C’est une histoire de vision du monde. Proie/prédateur, dominant/dominé, partage ou exploitation ? Rien à voir avec une liberté de mœurs, ça, c’est le vernis vintage, c’est pervertir le mot « liberté » pour justifier une consommation débridée. Jouissance n’est pas consommation. On peut cocher toutes les cases de cet hédonisme si ardemment défendu par une certaine caste sans se comporter comme un gougnafier ou être criminel – je puis en attester. On peut refuser la morale bourgeoise et avoir une éthique.
Nous sommes dans une drôle d’époque où certains oripeaux de l’ancien monde craquellent au moment où nous nous réveillons d’un trop long aveuglement, face au cataclysme créé par notre surexploitation débridée – tout est lié. Nous sommes sur une arête de l’histoire, des dominé·e·s prennent enfin la parole, la réaction réagit, c’est son rôle. (Elle est triste sous son masque rigolard, c’est son destin.) Mon éternel optimisme espère que cela débouchera sur une humanité plus humaine – et pas sur une logique de destruction. Mais tout est possible, nous sommes face à une multitude de chemins potentiels.
Hier ou avant-hier, je ne sais plus, je tombais par hasard sur Régis Jauffret sur France Inter. Il s’est mis à bouillir de colère : « Mais bon sang, un enfant n’a rien à faire dans le lit d’un adulte ! Il n’y a même pas à en discuter ! » Bouillir à tel point qu’on pouvait sentir la panique des chroniqueurs, autour. Et moi, sa colère m’a réchauffé le cœur. Je marchais dans la rue en écoutant sa voix au creux de mon oreille et sa fureur fortifiait mes nerfs. La simplicité de son énoncé. Son humanité. On n’a pas à massacrer des écosystèmes entiers pour le confort d’une poignée de privilégiés. On n’a pas à jouir d’un corps trop jeune. Rien ne justifie cette domination. Mais comme je le disais, c’est une histoire de vision du monde…
Par ailleurs, il est pour moi évident que l’art, la littérature, doivent explorer tous les champs du réel, de l’imaginaire, de l’âme humaine. Tous les champs possibles. Si l’art et la littérature ne dissèquent pas le mal, qui le fera ? Les censures sont dangereuses pour cette raison, elles contribuent à flouter la frontière entre représentation et réalité. Elles rendent l’interdit fascinant.
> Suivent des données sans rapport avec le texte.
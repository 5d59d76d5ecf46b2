use std::sync::Arc;

use mercato::{DataType, DataTypes, MercatoError, NaiveDate};
use mercato_mock::MockProvider;
use rust_decimal::Decimal;

use crate::helpers::{AAPL, MISSING, XYZ, erroring, mock, service};

#[tokio::test]
async fn ticker_data_merges_all_parts() {
    let a = mock("a");
    let svc = service(&[(&a, 1)]);

    let t = svc.get_ticker_data("aapl").await.unwrap();
    assert_eq!(t.symbol, AAPL);
    assert_eq!(t.price, Some(Decimal::new(15_000, 2)));
    assert_eq!(t.name.as_deref(), Some("Apple Inc."));
    assert!(t.pe_ratio.is_some());
    assert_eq!(t.sources.len(), 3);
    assert_eq!(a.calls(DataType::Quote), 1);
    assert_eq!(a.calls(DataType::Info), 1);
    assert_eq!(a.calls(DataType::Fundamentals), 1);
}

#[tokio::test]
async fn ticker_data_tolerates_missing_parts() {
    let quotes = Arc::new(MockProvider::new("quotes").with_data_types(DataTypes::QUOTE));
    let profile = erroring("profile", DataType::Fundamentals, MercatoError::provider("profile", "down"));
    let svc = service(&[(&quotes, 1), (&profile, 2)]);

    // XYZ has a quote fixture but no company profile.
    let t = svc.get_ticker_data(XYZ).await.unwrap();
    assert_eq!(t.price, Some(Decimal::new(6_125, 2)));
    assert!(t.name.is_none());
    assert!(t.pe_ratio.is_none());
    assert_eq!(t.sources.get(&DataType::Quote).map(String::as_str), Some("quotes"));
    assert_eq!(t.sources.len(), 1);
}

#[tokio::test]
async fn ticker_data_fails_when_nothing_is_available() {
    let a = mock("a");
    let svc = service(&[(&a, 1)]);

    let err = svc.get_ticker_data(MISSING).await.unwrap_err();
    assert!(matches!(err, MercatoError::NotFound { .. }), "{err:?}");
}

#[tokio::test]
async fn remaining_typed_operations_route_through_the_service() {
    let a = mock("a");
    let svc = service(&[(&a, 1)]);

    let exp = svc.get_options_expirations(AAPL).await.unwrap();
    let first = NaiveDate::from_ymd_opt(2024, 3, 15).unwrap();
    assert!(exp.expirations.contains(&first));

    let chain = svc.get_options_chain(AAPL, first).await.unwrap();
    assert_eq!(chain.source, "a");
    let unlisted = NaiveDate::from_ymd_opt(2024, 5, 17).unwrap();
    assert!(matches!(
        svc.get_options_chain(AAPL, unlisted).await.unwrap_err(),
        MercatoError::NotFound { .. }
    ));

    assert!(!svc.get_fundamentals(AAPL).await.unwrap().source.is_empty());
    assert_eq!(svc.get_earnings(AAPL).await.unwrap().source, "a");

    let series = svc.get_macro("dgs10").await.unwrap();
    assert_eq!(series.series_id, "DGS10");
    assert!(!series.observations.is_empty());
}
Les représentations du mal sont utiles, elles permettent de le comprendre. Elles permettent d’explorer ses propres parts d’ombre, de tracer son propre chemin, de forger sa propre pensée. C’est cette liberté là qu’il faut défendre. Et les criminels doivent être jugés par la justice. C’est tout simple et c’est l’intérêt du contrat social. C’est pourquoi il est essentiel de pouvoir se confier à la justice. Il y a beaucoup à faire.
J’ai retrouvé cette photo en vidant l’appartement de mon père et ma grand-mère il y a un an. Étrange de croiser la mélancolie de mon regard à 14 ans. Malaise surtout, car ce n’est pas moi qui ai décidé de la mise en scène. C’est ma grand-mère qui a voulu jouer les David Hamilton de province quand elle a vu, après le petit-déjeuner, que le soleil à travers ma chemise de nuit révélait mon corps en train de sortir de l’enfance. Je me souviens que quand on est allé chercher les photos, je n’ai pas compris qui était représenté là, j’ai essayé de planquer le tirage, ma grand-mère le brandissait devant tout le monde, j’étais pivoine. À 14 ans, j’étais toujours une enfant. Mon père venait de quitter la maison – s’enfuir, plutôt –, je sentais bien que le cancer de ma mère était en train de repartir, on était ruinés, j’avais d’autres choses en tête que ma révolution hormonale. J’ai immédiatement senti le danger potentiel – j’étais une sensibilité à la dérive, tout pouvait m’arriver. Tout pouvait dépendre des rencontres que j’allais faire. Je me suis regardée sur le papier photo, j’ai vu le regard des hommes à qui ma grand-mère exhibait le tirage avec un sourire équivoque et je me suis dit : eh bien, il va falloir slalomer entre les prédateurs. Ça n’a pas loupé.